In a new report, the rating agency said banks should monitor social media traffic as part of their liquidity risk management efforts.

“Digital chatter has the potential to accelerate deposit outflows at structurally weak lenders and has been a factor in some recent bank failures, most notably the March 2023 collapse of Silicon Valley Bank,” it said.

At the banks that failed — or nearly failed — last March, there were a variety of underlying issues, S&P said, such as financial imbalances, structural weaknesses, and risk management and governance failings.

“Yet, once a bank is vulnerable to liquidity stress, social media activity (regardless of its veracity) can quickly expose weaknesses by eroding client confidence and accelerating deposit outflows,” the report said.

This is particularly important at a time when high interest rates have intensified the volatility of deposits, and technology has reduced the barriers to shifting deposits to higher-yielding products.

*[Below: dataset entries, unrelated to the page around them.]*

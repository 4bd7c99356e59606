//! Token 契约与运行时哨兵常量
//!
//! [`Token`] 定义所有 token 变体必须提供的只读接口，
//! [`CommonToken`] 是标准实现：文本按需从输入流中提取。
//!
//! 内部用 `Option` 表示"未设置"的位置字段，只有在调试输出
//! （[`write_token`]）和序列化（[`TokenRecord`]）边界才还原成 `-1`。

pub mod common;
pub mod factory;
pub mod record;
pub mod source;

use std::borrow::Cow;
use std::fmt;
use std::sync::Arc;

use crate::stream::CharStream;

pub use common::CommonToken;
pub use factory::{CommonTokenFactory, TokenFactory};
pub use record::TokenRecord;
pub use source::{SourcePair, TokenSource};

/// 规范的"无效类型"
pub const TOKEN_INVALID_TYPE: i32 = 0;

/// 前瞻过程中到达规则末尾的内部标记，从不交给 parser
pub const TOKEN_EPSILON: i32 = -2;

/// 用户定义的 token 类型必须 >= 1
pub const TOKEN_MIN_USER_TOKEN_TYPE: i32 = 1;

/// 输入结束
pub const TOKEN_EOF: i32 = -1;

/// parser 默认监听的 channel
pub const TOKEN_DEFAULT_CHANNEL: i32 = 0;

/// 空白、注释等 parser 跳过的 token 所在的 channel
pub const TOKEN_HIDDEN_CHANNEL: i32 = 1;

/// Token 只读契约
///
/// 除 [`Token::set_text`] 外，所有方法都是对已计算状态的纯读取，不会失败。
pub trait Token: fmt::Debug {
    /// token 文本
    ///
    /// 只有在既没有显式文本、也无法访问输入流时才返回 `None`。
    fn text(&self) -> Option<Cow<'_, str>>;

    /// 设置显式文本，之后 [`Token::text`] 原样返回它
    fn set_text(&mut self, text: String);

    fn token_type(&self) -> i32;

    fn channel(&self) -> i32;

    /// 起始码点下标（闭区间），`None` 表示未追踪
    fn start(&self) -> Option<usize>;

    /// 结束码点下标（闭区间），`None` 表示未追踪
    fn stop(&self) -> Option<usize>;

    /// 在 token 序列中的位置，由缓冲流赋值
    fn token_index(&self) -> Option<usize>;

    /// 首字符所在行，1-based；0 表示未设置
    fn line(&self) -> usize;

    /// 首字符所在列，0-based
    fn column(&self) -> Option<usize>;

    fn token_source(&self) -> Option<&Arc<dyn TokenSource>>;

    fn input_stream(&self) -> Option<&Arc<dyn CharStream>>;

    /// 规范的单行调试表示，格式见 [`write_token`]
    fn to_token_string(&self) -> String {
        let mut out = String::new();
        // 写入 String 不会失败
        let _ = write_token(&mut out, self);
        out
    }
}

/// 以规范格式输出 token：
///
/// ```text
/// [@<index>,<start>:<stop>='<text>',<<type>>[,channel=<channel>],<line>:<column>]
/// ```
///
/// 文本中的 `\n`、`\r`、`\t` 被删除（不是替换成空格），
/// 无法得到文本时输出 `<no text>`，未追踪的数值字段输出 `-1`。
/// 诊断工具按字节解析这个格式，不要改动。
pub fn write_token<W, T>(out: &mut W, token: &T) -> fmt::Result
where
    W: fmt::Write + ?Sized,
    T: Token + ?Sized,
{
    let text: Cow<'_, str> = match token.text() {
        Some(text) => Cow::Owned(strip_control(&text)),
        None => Cow::Borrowed("<no text>"),
    };

    write!(
        out,
        "[@{},{}:{}='{}',<{}>",
        sentinel(token.token_index()),
        sentinel(token.start()),
        sentinel(token.stop()),
        text,
        token.token_type()
    )?;
    if token.channel() > 0 {
        write!(out, ",channel={}", token.channel())?;
    }
    write!(out, ",{}:{}]", token.line(), sentinel(token.column()))
}

/// `None` 还原为 `-1`
pub(crate) fn sentinel(value: Option<usize>) -> i64 {
    value.map_or(-1, |v| i64::try_from(v).unwrap_or(i64::MAX))
}

fn strip_control(text: &str) -> String {
    text.chars()
        .filter(|c| !matches!(c, '\n' | '\r' | '\t'))
        .collect()
}

#[cfg(test)]
mod tests {
    use super::*;

    #[test]
    fn test_constants() {
        assert_eq!(TOKEN_EOF, -1);
        assert_eq!(TOKEN_EPSILON, -2);
        assert_eq!(TOKEN_INVALID_TYPE, 0);
        assert_eq!(TOKEN_MIN_USER_TOKEN_TYPE, 1);
        assert_eq!(TOKEN_DEFAULT_CHANNEL, 0);
        assert_eq!(TOKEN_HIDDEN_CHANNEL, 1);
        assert!(TOKEN_MIN_USER_TOKEN_TYPE > TOKEN_INVALID_TYPE);
    }

    #[test]
    fn test_sentinel() {
        assert_eq!(sentinel(None), -1);
        assert_eq!(sentinel(Some(0)), 0);
        assert_eq!(sentinel(Some(42)), 42);
    }

    #[test]
    fn test_strip_control() {
        assert_eq!(strip_control("a\nb\tc"), "abc");
        assert_eq!(strip_control("\r\n"), "");
        assert_eq!(strip_control("a b"), "a b");
    }
}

“In this context, social media further complicates banks’ deposit management,” it said, noting that this can accelerate liquidity flows “particularly when clients are also exposed to negative sentiment.”

Additionally, social media poses a greater risk to banks of facing false or misleading allegations that result in short-term reputational damage and bank runs.

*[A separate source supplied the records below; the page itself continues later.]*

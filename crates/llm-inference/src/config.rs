//! Model configuration parsed from the checkpoint header.

use crate::error::{InferenceError, Result};
use serde::{Deserialize, Serialize};

/// Number of bytes in the checkpoint header: seven little-endian `i32`.
pub const HEADER_BYTES: usize = 7 * 4;

#[derive(Debug, Clone, PartialEq, Eq, Serialize, Deserialize)]
pub struct ModelConfig {
    pub dim: usize,
    pub hidden_dim: usize,
    pub n_layers: usize,
    pub n_heads: usize,
    pub n_kv_heads: usize,
    pub vocab_size: usize,
    pub seq_len: usize,
    /// Classifier reuses the token embedding table. Encoded in the header by
    /// the sign of `vocab_size`.
    pub shared_weights: bool,
}

impl ModelConfig {
    /// Parses and validates the 28-byte header at the start of `bytes`.
    pub fn from_header(bytes: &[u8]) -> Result<Self> {
        if bytes.len() < HEADER_BYTES {
            return Err(InferenceError::format(format!(
                "checkpoint header needs {HEADER_BYTES} bytes, got {}",
                bytes.len()
            )));
        }

        let mut fields = [0i32; 7];
        for (field, chunk) in fields.iter_mut().zip(bytes[..HEADER_BYTES].chunks_exact(4)) {
            *field = i32::from_le_bytes([chunk[0], chunk[1], chunk[2], chunk[3]]);
        }
        let [dim, hidden_dim, n_layers, n_heads, n_kv_heads, vocab_size, seq_len] = fields;

        let config = Self {
            dim: positive("dim", dim)?,
            hidden_dim: positive("hidden_dim", hidden_dim)?,
            n_layers: positive("n_layers", n_layers)?,
            n_heads: positive("n_heads", n_heads)?,
            n_kv_heads: positive("n_kv_heads", n_kv_heads)?,
            vocab_size: positive("vocab_size", vocab_size.saturating_abs())?,
            seq_len: positive("seq_len", seq_len)?,
            shared_weights: vocab_size > 0,
        };
        config.validate()?;
        Ok(config)
    }

    /// Serializes the header, encoding `shared_weights` in the sign of `vocab_size`.
    pub fn to_header(&self) -> [u8; HEADER_BYTES] {
        let vocab_size = if self.shared_weights {
            self.vocab_size as i32
        } else {
            -(self.vocab_size as i32)
        };
        let fields = [
            self.dim as i32,
            self.hidden_dim as i32,
            self.n_layers as i32,
            self.n_heads as i32,
            self.n_kv_heads as i32,
            vocab_size,
            self.seq_len as i32,
        ];
        let mut header = [0u8; HEADER_BYTES];
        for (chunk, field) in header.chunks_exact_mut(4).zip(fields) {
            chunk.copy_from_slice(&field.to_le_bytes());
        }
        header
    }

    pub fn validate(&self) -> Result<()> {
        if self.dim % self.n_heads != 0 {
            return Err(InferenceError::format(format!(
                "dim {} is not divisible by n_heads {}",
                self.dim, self.n_heads
            )));
        }
        if self.head_size() % 2 != 0 {
            return Err(InferenceError::format(format!(
                "head size {} must be even for rotary embeddings",
                self.head_size()
            )));
        }
        if self.n_kv_heads != self.n_heads {
            return Err(InferenceError::format(format!(
                "n_kv_heads {} differs from n_heads {}; grouped key/value heads are not supported",
                self.n_kv_heads, self.n_heads
            )));
        }
        Ok(())
    }

    pub fn head_size(&self) -> usize {
        self.dim / self.n_heads
    }

    /// Key plus value cache footprint of one position across all layers.
    pub fn kv_bytes_per_token(&self) -> usize {
        2 * self.n_layers * self.dim * std::mem::size_of::<f32>()
    }
}

fn positive(name: &str, value: i32) -> Result<usize> {
    if value <= 0 {
        return Err(InferenceError::format(format!(
            "header field {name} must be positive, got {value}"
        )));
    }
    Ok(value as usize)
}

#[cfg(test)]
mod tests {
    use super::*;

    fn stories15m() -> ModelConfig {
        ModelConfig {
            dim: 288,
            hidden_dim: 768,
            n_layers: 6,
            n_heads: 6,
            n_kv_heads: 6,
            vocab_size: 32000,
            seq_len: 256,
            shared_weights: true,
        }
    }

    #[test]
    fn header_round_trip_preserves_sharing_flag() {
        let config = stories15m();
        assert_eq!(ModelConfig::from_header(&config.to_header()).unwrap(), config);

        let unshared = ModelConfig {
            shared_weights: false,
            ..stories15m()
        };
        let header = unshared.to_header();
        assert_eq!(i32::from_le_bytes(header[20..24].try_into().unwrap()), -32000);
        let parsed = ModelConfig::from_header(&header).unwrap();
        assert_eq!(parsed.vocab_size, 32000);
        assert!(!parsed.shared_weights);
    }

    #[test]
    fn derived_sizes() {
        let config = stories15m();
        assert_eq!(config.head_size(), 48);
        // 2 (K+V) * 6 layers * 288 * 4 bytes
        assert_eq!(config.kv_bytes_per_token(), 13824);
    }

    #[test]
    fn short_header_is_a_format_error() {
        let err = ModelConfig::from_header(&[0u8; 27]).unwrap_err();
        assert!(matches!(err, InferenceError::Format(_)));
    }

    #[test]
    fn rejects_inconsistent_dimensions() {
        let indivisible = ModelConfig {
            n_heads: 5,
            n_kv_heads: 5,
            ..stories15m()
        };
        assert!(ModelConfig::from_header(&indivisible.to_header()).is_err());

        let grouped = ModelConfig {
            n_kv_heads: 2,
            ..stories15m()
        };
        assert!(ModelConfig::from_header(&grouped.to_header()).is_err());

        let mut header = stories15m().to_header();
        header[8..12].copy_from_slice(&0i32.to_le_bytes());
        assert!(ModelConfig::from_header(&header).is_err());
    }

    #[test]
    fn serializes_to_json() {
        let json = serde_json::to_value(stories15m()).unwrap();
        assert_eq!(json["dim"], 288);
        assert_eq!(json["shared_weights"], true);
    }
}
//! llamaforge: single-sequence CPU inference for Llama-2 style checkpoints.

pub use llamaforge_kernels as kernels;
pub use llamaforge_llm as llm;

“[T]his risk has increased with the growth of so-called deepfake attacks, which convincingly manipulate or create images, videos and audio to mislead people,” it said.

The report also noted that private forums on platforms such as WhatsApp, Signal and Discord pose different risks than public platforms (Facebook, Instagram and LinkedIn), where information can be monitored by banks and regulators.

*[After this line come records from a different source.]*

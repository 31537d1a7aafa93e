//! Checkpoint buffer: header plus a flat little-endian `f32` tensor area.

use crate::config::{ModelConfig, HEADER_BYTES};
use crate::error::Result;
use crate::weights::WeightStore;
use std::borrow::Cow;
use tracing::{debug, info};

/// A parsed checkpoint borrowing its tensor data from the caller's buffer.
///
/// The tensor area is reinterpreted in place when the buffer is suitably
/// aligned (memory maps always are); otherwise it is decoded once into an
/// owned buffer.
#[derive(Debug)]
pub struct Checkpoint<'a> {
    config: ModelConfig,
    data: Cow<'a, [f32]>,
}

impl<'a> Checkpoint<'a> {
    pub fn from_bytes(bytes: &'a [u8]) -> Result<Self> {
        let config = ModelConfig::from_header(bytes)?;
        info!(
            dim = config.dim,
            hidden_dim = config.hidden_dim,
            n_layers = config.n_layers,
            n_heads = config.n_heads,
            vocab_size = config.vocab_size,
            seq_len = config.seq_len,
            shared_weights = config.shared_weights,
            "parsed checkpoint header"
        );

        let body = &bytes[HEADER_BYTES..];
        let body = &body[..body.len() / 4 * 4];

        let borrowed = if cfg!(target_endian = "little") {
            bytemuck::try_cast_slice::<u8, f32>(body).ok()
        } else {
            None
        };
        let data = match borrowed {
            Some(floats) => Cow::Borrowed(floats),
            None => {
                debug!(bytes = body.len(), "tensor area not f32-aligned; decoding a copy");
                Cow::Owned(
                    body.chunks_exact(4)
                        .map(|chunk| f32::from_le_bytes([chunk[0], chunk[1], chunk[2], chunk[3]]))
                        .collect(),
                )
            }
        };

        Ok(Self { config, data })
    }

    pub fn config(&self) -> &ModelConfig {
        &self.config
    }

    pub fn data(&self) -> &[f32] {
        &self.data
    }

    pub fn is_zero_copy(&self) -> bool {
        matches!(self.data, Cow::Borrowed(_))
    }

    /// Carves the weight tensors out of the tensor area.
    pub fn weights(&self) -> Result<WeightStore<'_>> {
        WeightStore::load(&self.config, &self.data)
    }
}

#[cfg(test)]
mod tests {
    use super::*;
    use crate::error::InferenceError;
    use crate::fixtures;

    #[test]
    fn parses_fixture_checkpoint() {
        let config = fixtures::toy_config();
        let bytes = fixtures::toy_checkpoint_bytes(&config);
        let checkpoint = Checkpoint::from_bytes(&bytes).unwrap();
        assert_eq!(checkpoint.config(), &config);
        assert_eq!(
            checkpoint.data().len(),
            WeightStore::required_elements(&config).unwrap()
        );
        let weights = checkpoint.weights().unwrap();
        assert_eq!(weights.token_embedding.len(), config.vocab_size * config.dim);
    }

    #[test]
    fn misaligned_buffer_decodes_identical_values() {
        let config = fixtures::toy_config();
        let bytes = fixtures::toy_checkpoint_bytes(&config);
        let mut shifted = vec![0u8; bytes.len() + 1];
        shifted[1..].copy_from_slice(&bytes);

        let aligned = Checkpoint::from_bytes(&bytes).unwrap();
        let unaligned = Checkpoint::from_bytes(&shifted[1..]).unwrap();
        assert_eq!(aligned.data(), unaligned.data());
    }

    #[test]
    fn truncated_tensor_area_fails_to_load() {
        let config = fixtures::toy_config();
        let bytes = fixtures::toy_checkpoint_bytes(&config);
        let checkpoint = Checkpoint::from_bytes(&bytes[..bytes.len() - 8]).unwrap();
        assert!(matches!(checkpoint.weights(), Err(InferenceError::Format(_))));
    }

    #[test]
    fn oversized_header_fails_to_load_instead_of_panicking() {
        let header = ModelConfig {
            dim: 1 << 30,
            hidden_dim: i32::MAX as usize,
            n_layers: 2,
            n_heads: 1 << 29,
            n_kv_heads: 1 << 29,
            vocab_size: 32000,
            seq_len: 2048,
            shared_weights: true,
        }
        .to_header();
        let mut bytes = header.to_vec();
        bytes.extend_from_slice(&[0u8; 64]);

        let checkpoint = Checkpoint::from_bytes(&bytes).unwrap();
        assert!(matches!(checkpoint.weights(), Err(InferenceError::Format(_))));
    }
}
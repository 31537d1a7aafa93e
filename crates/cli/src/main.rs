//! `llamaforge` executable.

mod cli;

use anyhow::Result;
use clap::Parser;
use cli::{run_cli, Cli};

fn main() -> Result<()> {
    let cli = Cli::parse();
    run_cli(cli)
}
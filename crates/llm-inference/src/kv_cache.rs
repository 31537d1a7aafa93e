//! Append-only key/value cache for incremental decoding.
//!
//! Layout is `(n_layers, seq_len, dim)` for keys and values alike. Position
//! `pos` of a layer is written once, by the forward step that first reaches
//! it, and only read afterwards. Writes must arrive in position order; the
//! cache does not synchronize and relies on a single writer.

pub struct KvCache {
    keys: Vec<f32>,
    values: Vec<f32>,
    /// Positions filled so far, per layer.
    filled: Vec<usize>,
    seq_len: usize,
    dim: usize,
}

impl KvCache {
    pub fn new(n_layers: usize, seq_len: usize, dim: usize) -> Self {
        Self {
            keys: vec![0.0; n_layers * seq_len * dim],
            values: vec![0.0; n_layers * seq_len * dim],
            filled: vec![0; n_layers],
            seq_len,
            dim,
        }
    }

    fn offset(&self, layer: usize, pos: usize) -> usize {
        (layer * self.seq_len + pos) * self.dim
    }

    /// Stores the key and value of `pos` for `layer`.
    ///
    /// Panics unless `pos` is the next unfilled position of that layer.
    pub fn append(&mut self, layer: usize, pos: usize, key: &[f32], value: &[f32]) {
        assert_eq!(key.len(), self.dim, "key length mismatch");
        assert_eq!(value.len(), self.dim, "value length mismatch");
        assert!(pos < self.seq_len, "exceeded max sequence length");
        assert_eq!(
            pos, self.filled[layer],
            "cache position written out of order"
        );

        let start = self.offset(layer, pos);
        self.keys[start..start + self.dim].copy_from_slice(key);
        self.values[start..start + self.dim].copy_from_slice(value);
        self.filled[layer] += 1;
    }

    /// All positions of one layer: `(seq_len, dim)` keys and values.
    /// Only the first `len(layer)` rows hold data.
    pub fn layer(&self, layer: usize) -> (&[f32], &[f32]) {
        let start = self.offset(layer, 0);
        let end = start + self.seq_len * self.dim;
        (&self.keys[start..end], &self.values[start..end])
    }

    pub fn key(&self, layer: usize, pos: usize) -> &[f32] {
        let start = self.offset(layer, pos);
        &self.keys[start..start + self.dim]
    }

    pub fn value(&self, layer: usize, pos: usize) -> &[f32] {
        let start = self.offset(layer, pos);
        &self.values[start..start + self.dim]
    }

    pub fn len(&self, layer: usize) -> usize {
        self.filled[layer]
    }

    pub fn is_empty(&self) -> bool {
        self.filled.iter().all(|&n| n == 0)
    }

    /// Forgets every position. Stale data is overwritten by the next run.
    pub fn reset(&mut self) {
        self.filled.fill(0);
    }

    pub fn bytes_per_token(&self) -> usize {
        // 2 (K+V) * n_layers * dim * sizeof(f32)
        2 * self.filled.len() * self.dim * std::mem::size_of::<f32>()
    }
}

#[cfg(test)]
mod tests {
    use super::*;

    #[test]
    fn append_then_read_back() {
        let mut cache = KvCache::new(2, 4, 3);
        cache.append(1, 0, &[1.0, 2.0, 3.0], &[4.0, 5.0, 6.0]);
        cache.append(1, 1, &[7.0, 8.0, 9.0], &[0.5, 0.5, 0.5]);

        assert_eq!(cache.len(1), 2);
        assert_eq!(cache.len(0), 0);
        assert_eq!(cache.key(1, 1), &[7.0, 8.0, 9.0]);
        assert_eq!(cache.value(1, 0), &[4.0, 5.0, 6.0]);

        let (keys, values) = cache.layer(1);
        assert_eq!(keys.len(), 12);
        assert_eq!(&keys[..6], &[1.0, 2.0, 3.0, 7.0, 8.0, 9.0]);
        assert_eq!(&values[3..6], &[0.5, 0.5, 0.5]);
        assert_eq!(cache.layer(0).0, &[0.0; 12]);
    }

    #[test]
    #[should_panic(expected = "out of order")]
    fn rewriting_a_position_panics() {
        let mut cache = KvCache::new(1, 4, 2);
        cache.append(0, 0, &[1.0, 1.0], &[1.0, 1.0]);
        cache.append(0, 0, &[2.0, 2.0], &[2.0, 2.0]);
    }

    #[test]
    #[should_panic(expected = "exceeded max sequence length")]
    fn appending_past_capacity_panics() {
        let mut cache = KvCache::new(1, 1, 2);
        cache.append(0, 0, &[1.0, 1.0], &[1.0, 1.0]);
        cache.append(0, 1, &[1.0, 1.0], &[1.0, 1.0]);
    }

    #[test]
    fn reset_allows_a_new_run() {
        let mut cache = KvCache::new(1, 2, 2);
        cache.append(0, 0, &[1.0, 1.0], &[1.0, 1.0]);
        cache.reset();
        assert!(cache.is_empty());
        cache.append(0, 0, &[3.0, 3.0], &[3.0, 3.0]);
        assert_eq!(cache.key(0, 0), &[3.0, 3.0]);
    }

    #[test]
    fn kv_cache_bytes_per_token() {
        let cache = KvCache::new(12, 4, 768);
        // 2 * 12 layers * 768 * 4 bytes = 73728 bytes/token
        assert_eq!(cache.bytes_per_token(), 73728);
    }
}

“Dissemination of malicious information can be difficult to monitor in private groups, limiting the ability of banks and regulators to react effectively. Meanwhile, open platforms can quickly reach massive audiences, making damage control difficult,” it said.

S&P noted that regulators in certain jurisdictions are reportedly examining the potential impact of social media on bank liquidity, which could lead to changes in deposit rules to better capture the risk, particularly for uninsured deposits and for flighty digital deposits.

“Banks are likely to respond by allocating greater resources to assessing and controlling this non-traditional risk factor,” it said.

While social media is unlikely to be the sole driver of a bank run, “with about five billion users and an ability to rapidly distribute (sometimes false) information, its potential to stress liquidity buffers shouldn’t be ignored,” S&P warned.